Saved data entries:
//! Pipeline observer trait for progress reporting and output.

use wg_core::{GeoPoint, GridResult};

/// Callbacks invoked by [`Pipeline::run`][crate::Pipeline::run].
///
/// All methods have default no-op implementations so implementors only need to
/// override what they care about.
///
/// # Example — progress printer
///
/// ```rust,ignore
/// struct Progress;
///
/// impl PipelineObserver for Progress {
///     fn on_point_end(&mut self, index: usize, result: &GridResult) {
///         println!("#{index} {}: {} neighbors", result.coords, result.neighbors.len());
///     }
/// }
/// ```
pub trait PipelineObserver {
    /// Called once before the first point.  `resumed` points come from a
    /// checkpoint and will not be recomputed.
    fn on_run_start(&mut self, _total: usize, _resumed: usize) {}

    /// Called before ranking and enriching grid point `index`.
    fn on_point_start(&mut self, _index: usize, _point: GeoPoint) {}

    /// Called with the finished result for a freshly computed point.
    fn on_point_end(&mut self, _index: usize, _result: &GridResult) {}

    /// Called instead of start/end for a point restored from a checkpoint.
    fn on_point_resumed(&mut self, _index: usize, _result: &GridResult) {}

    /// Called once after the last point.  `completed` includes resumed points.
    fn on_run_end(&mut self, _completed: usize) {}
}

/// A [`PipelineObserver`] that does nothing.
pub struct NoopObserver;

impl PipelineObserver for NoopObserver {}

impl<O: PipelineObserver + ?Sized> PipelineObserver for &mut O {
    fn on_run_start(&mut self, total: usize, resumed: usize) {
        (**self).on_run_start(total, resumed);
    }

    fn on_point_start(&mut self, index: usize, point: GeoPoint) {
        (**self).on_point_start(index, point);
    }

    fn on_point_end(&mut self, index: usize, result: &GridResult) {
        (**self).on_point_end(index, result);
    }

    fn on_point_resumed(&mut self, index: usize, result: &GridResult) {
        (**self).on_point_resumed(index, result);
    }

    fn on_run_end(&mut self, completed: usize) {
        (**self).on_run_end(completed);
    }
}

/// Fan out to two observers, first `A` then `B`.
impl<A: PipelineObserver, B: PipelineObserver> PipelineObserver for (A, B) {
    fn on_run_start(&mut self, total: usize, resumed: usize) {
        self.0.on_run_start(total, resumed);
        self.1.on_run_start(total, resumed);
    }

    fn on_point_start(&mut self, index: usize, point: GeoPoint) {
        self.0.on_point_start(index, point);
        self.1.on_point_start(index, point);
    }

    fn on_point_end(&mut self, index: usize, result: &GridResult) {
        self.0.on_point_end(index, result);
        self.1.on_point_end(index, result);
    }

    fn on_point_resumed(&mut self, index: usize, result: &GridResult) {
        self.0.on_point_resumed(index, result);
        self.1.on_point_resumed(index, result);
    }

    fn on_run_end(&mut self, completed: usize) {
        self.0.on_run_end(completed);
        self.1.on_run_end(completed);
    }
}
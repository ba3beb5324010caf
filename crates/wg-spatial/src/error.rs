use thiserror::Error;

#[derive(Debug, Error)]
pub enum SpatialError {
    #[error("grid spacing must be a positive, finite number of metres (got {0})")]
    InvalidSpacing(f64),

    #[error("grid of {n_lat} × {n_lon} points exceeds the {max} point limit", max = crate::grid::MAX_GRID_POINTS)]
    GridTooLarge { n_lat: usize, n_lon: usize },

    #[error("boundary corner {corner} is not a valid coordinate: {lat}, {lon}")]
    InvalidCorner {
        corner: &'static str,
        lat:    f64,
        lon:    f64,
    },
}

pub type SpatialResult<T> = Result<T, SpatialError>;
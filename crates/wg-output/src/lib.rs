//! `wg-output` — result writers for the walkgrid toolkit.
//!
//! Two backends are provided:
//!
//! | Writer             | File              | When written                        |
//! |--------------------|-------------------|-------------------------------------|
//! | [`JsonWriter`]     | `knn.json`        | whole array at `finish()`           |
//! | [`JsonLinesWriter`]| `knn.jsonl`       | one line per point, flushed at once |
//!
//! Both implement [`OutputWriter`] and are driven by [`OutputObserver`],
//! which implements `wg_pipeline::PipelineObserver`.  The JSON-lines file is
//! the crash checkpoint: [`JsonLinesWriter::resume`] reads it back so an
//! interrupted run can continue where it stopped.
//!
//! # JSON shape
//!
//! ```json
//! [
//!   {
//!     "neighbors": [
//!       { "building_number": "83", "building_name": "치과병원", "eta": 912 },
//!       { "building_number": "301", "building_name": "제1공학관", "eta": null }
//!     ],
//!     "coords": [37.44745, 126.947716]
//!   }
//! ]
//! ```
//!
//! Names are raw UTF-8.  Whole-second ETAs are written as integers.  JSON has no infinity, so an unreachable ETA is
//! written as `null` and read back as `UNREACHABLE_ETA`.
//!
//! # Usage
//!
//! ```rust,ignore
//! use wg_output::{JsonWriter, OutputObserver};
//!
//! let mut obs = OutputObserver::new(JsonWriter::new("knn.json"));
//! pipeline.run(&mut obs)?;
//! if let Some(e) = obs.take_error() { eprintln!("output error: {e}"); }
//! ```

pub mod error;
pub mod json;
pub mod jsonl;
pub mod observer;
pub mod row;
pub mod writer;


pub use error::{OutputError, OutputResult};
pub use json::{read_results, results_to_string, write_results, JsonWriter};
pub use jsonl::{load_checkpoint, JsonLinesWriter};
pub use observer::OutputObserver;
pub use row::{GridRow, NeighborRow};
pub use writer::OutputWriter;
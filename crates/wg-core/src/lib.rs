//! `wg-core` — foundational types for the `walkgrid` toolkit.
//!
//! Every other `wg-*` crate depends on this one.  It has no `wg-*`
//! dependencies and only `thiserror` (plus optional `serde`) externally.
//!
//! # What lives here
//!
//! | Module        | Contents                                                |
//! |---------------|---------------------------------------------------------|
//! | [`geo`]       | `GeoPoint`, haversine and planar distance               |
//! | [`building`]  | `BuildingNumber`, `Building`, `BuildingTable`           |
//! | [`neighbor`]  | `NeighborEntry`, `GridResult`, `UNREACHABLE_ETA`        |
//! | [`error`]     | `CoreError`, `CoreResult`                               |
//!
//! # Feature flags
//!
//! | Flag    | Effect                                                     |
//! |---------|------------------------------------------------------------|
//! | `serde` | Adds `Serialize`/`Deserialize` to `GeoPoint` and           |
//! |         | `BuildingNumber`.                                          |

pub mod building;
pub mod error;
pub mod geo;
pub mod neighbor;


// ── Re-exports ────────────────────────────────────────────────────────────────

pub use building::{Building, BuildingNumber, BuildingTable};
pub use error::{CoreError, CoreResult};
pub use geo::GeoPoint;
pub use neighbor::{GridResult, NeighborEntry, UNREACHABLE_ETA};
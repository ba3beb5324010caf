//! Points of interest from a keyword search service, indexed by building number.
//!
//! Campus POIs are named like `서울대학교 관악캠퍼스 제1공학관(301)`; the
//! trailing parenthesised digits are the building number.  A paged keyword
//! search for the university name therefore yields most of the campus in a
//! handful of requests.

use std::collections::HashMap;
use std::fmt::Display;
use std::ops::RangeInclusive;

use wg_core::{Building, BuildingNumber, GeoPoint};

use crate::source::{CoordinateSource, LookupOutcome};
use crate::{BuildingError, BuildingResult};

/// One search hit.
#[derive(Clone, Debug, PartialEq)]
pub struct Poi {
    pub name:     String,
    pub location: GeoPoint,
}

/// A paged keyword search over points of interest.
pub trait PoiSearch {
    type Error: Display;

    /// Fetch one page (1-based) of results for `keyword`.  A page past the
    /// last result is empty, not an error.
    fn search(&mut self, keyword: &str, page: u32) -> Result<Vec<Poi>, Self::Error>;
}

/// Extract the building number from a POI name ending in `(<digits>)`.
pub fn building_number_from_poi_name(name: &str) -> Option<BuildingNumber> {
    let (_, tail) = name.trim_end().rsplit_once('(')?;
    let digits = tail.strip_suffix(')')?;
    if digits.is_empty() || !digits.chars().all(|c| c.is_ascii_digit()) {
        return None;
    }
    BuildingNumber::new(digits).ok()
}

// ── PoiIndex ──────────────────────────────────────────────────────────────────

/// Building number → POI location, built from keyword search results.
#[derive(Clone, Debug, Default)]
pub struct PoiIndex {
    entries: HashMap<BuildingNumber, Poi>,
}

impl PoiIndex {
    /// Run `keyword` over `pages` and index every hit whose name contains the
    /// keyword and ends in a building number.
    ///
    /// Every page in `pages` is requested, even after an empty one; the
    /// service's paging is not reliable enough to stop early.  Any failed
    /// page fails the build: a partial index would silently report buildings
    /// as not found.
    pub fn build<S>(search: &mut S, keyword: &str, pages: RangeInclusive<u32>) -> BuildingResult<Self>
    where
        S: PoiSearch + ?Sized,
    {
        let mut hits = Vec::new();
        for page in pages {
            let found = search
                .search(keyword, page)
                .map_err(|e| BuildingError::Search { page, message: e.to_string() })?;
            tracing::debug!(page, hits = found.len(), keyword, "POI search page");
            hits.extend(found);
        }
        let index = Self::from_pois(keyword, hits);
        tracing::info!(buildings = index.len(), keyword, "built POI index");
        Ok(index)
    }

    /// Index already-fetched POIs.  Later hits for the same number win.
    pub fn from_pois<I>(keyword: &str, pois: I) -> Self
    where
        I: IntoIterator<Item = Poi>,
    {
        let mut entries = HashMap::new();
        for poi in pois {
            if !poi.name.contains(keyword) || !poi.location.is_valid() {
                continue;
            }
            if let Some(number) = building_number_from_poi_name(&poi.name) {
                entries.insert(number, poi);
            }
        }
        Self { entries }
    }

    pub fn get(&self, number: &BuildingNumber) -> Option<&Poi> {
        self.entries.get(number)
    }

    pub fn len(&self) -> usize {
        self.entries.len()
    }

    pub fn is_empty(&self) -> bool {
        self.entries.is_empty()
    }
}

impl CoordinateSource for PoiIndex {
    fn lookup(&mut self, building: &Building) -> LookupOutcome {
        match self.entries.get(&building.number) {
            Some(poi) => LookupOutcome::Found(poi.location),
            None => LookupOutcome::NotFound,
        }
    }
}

§ Exercise aim: If a line in the entries above has the word "continue", copy it.

§ Answer space:
//! interrupted run can continue where it stopped.
                continue;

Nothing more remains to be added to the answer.